== Task details ==
Check each line of the entries below for the string "height" and state how many lines have it, with no other text.

(Beginning of Exercise input)

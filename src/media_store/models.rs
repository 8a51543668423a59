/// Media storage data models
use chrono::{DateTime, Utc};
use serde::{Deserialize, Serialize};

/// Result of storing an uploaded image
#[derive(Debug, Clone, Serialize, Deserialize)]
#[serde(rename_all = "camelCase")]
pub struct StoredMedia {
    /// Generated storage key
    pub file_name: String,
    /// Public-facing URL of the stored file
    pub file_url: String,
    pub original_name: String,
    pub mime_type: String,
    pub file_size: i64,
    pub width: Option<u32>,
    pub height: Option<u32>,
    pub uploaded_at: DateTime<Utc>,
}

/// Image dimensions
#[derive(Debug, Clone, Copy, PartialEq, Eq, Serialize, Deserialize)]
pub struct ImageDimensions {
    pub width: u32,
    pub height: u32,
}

(End of Exercise input)
(Beginning of Exercise input)

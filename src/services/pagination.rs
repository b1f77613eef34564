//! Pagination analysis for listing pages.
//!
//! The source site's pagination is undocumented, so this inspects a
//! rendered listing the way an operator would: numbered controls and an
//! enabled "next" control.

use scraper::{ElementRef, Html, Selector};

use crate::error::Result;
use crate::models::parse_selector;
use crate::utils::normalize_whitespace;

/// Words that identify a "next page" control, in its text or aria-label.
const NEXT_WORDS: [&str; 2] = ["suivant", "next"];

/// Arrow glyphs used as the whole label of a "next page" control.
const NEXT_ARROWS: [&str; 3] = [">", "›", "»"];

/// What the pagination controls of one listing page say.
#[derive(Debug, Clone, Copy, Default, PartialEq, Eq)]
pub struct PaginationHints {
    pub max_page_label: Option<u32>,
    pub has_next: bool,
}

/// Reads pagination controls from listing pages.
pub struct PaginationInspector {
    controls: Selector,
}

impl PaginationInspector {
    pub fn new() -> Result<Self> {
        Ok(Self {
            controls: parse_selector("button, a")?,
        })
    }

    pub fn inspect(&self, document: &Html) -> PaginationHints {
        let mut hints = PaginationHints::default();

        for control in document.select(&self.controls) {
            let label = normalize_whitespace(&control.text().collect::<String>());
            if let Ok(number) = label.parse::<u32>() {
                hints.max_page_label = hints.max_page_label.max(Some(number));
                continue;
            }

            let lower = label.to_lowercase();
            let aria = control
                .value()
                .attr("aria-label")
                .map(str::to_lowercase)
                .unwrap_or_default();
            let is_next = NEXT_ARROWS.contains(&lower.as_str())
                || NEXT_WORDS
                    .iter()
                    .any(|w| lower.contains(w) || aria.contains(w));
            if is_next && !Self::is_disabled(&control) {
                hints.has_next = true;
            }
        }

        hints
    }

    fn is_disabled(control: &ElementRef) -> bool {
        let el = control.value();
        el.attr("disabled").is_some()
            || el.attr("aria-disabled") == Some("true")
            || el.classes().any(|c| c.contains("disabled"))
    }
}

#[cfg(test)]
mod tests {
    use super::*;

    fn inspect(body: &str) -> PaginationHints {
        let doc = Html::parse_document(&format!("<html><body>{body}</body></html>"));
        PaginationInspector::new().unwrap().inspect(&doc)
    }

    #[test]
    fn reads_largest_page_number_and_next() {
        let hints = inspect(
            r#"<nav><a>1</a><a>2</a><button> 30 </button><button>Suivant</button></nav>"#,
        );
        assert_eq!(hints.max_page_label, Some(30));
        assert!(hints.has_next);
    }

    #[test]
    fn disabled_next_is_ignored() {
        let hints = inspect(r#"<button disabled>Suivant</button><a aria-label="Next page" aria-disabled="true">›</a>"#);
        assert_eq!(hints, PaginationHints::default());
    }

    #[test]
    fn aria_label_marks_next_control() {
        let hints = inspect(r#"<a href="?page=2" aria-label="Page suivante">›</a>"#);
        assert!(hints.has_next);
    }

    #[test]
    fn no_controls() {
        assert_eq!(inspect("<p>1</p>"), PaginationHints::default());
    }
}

(End of Exercise input)
(Beginning of Exercise input)

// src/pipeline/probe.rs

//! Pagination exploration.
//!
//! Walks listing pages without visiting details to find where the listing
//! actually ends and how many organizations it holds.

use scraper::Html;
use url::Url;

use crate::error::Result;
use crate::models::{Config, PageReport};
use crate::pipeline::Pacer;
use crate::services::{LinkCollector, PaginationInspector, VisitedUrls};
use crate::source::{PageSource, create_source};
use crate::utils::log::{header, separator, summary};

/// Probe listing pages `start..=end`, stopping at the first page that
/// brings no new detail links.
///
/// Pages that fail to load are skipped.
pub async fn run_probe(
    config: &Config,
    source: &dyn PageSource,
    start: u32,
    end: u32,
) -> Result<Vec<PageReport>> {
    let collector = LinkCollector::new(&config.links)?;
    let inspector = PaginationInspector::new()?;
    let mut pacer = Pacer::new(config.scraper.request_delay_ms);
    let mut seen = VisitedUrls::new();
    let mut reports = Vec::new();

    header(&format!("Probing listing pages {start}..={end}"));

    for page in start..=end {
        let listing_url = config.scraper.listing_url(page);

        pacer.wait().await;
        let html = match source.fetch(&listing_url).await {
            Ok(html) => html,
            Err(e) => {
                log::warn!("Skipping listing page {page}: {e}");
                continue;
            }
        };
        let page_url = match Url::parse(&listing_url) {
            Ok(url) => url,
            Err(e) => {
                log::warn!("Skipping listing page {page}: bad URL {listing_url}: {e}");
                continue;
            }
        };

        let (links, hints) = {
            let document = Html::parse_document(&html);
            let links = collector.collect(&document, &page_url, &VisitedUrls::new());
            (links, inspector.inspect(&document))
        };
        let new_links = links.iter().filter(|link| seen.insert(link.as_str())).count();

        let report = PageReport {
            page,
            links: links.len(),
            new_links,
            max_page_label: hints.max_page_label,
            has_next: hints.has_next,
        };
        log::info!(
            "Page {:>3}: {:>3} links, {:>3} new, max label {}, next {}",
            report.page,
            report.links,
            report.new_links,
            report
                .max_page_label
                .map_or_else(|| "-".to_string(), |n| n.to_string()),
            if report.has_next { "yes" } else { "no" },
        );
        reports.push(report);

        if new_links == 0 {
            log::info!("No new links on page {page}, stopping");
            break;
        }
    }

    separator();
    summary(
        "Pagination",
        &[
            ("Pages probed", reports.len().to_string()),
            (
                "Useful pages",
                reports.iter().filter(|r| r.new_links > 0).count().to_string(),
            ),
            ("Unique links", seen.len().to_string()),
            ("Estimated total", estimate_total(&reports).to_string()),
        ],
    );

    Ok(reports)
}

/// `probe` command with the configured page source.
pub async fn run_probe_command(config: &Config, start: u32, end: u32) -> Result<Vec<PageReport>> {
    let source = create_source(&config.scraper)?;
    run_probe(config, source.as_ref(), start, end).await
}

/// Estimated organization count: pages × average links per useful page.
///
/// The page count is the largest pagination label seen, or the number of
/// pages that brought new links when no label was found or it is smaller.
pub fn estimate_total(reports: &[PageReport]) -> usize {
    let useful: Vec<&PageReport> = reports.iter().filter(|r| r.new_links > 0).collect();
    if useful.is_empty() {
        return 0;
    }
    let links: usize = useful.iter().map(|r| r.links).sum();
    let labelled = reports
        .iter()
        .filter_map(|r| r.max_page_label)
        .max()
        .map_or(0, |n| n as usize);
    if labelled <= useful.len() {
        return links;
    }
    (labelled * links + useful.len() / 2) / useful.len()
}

(End of Exercise input)

== Output ==
2